**Requirement:**
Give back the data in full. Leave nothing out.

**** Available data ****

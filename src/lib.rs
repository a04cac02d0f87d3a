//! Front end of the gecko code compiler: loading aliases, assembling raw assembly with an
//! external assembler, compiling every unit of a project and packing the results.

#[macro_use]
extern crate log;

pub mod asm;
pub mod config;
pub mod pack;
pub mod project;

****

**Solved problem:**
filename src/lib.rs
repository a04cac02d0f87d3a
//! Front end of the gecko code compiler: loading aliases, assembling raw assembly with an
//! external assembler, compiling every unit of a project and packing the results.

#[macro_use]
extern crate log;

pub mod asm;
pub mod config;
pub mod pack;
pub mod project;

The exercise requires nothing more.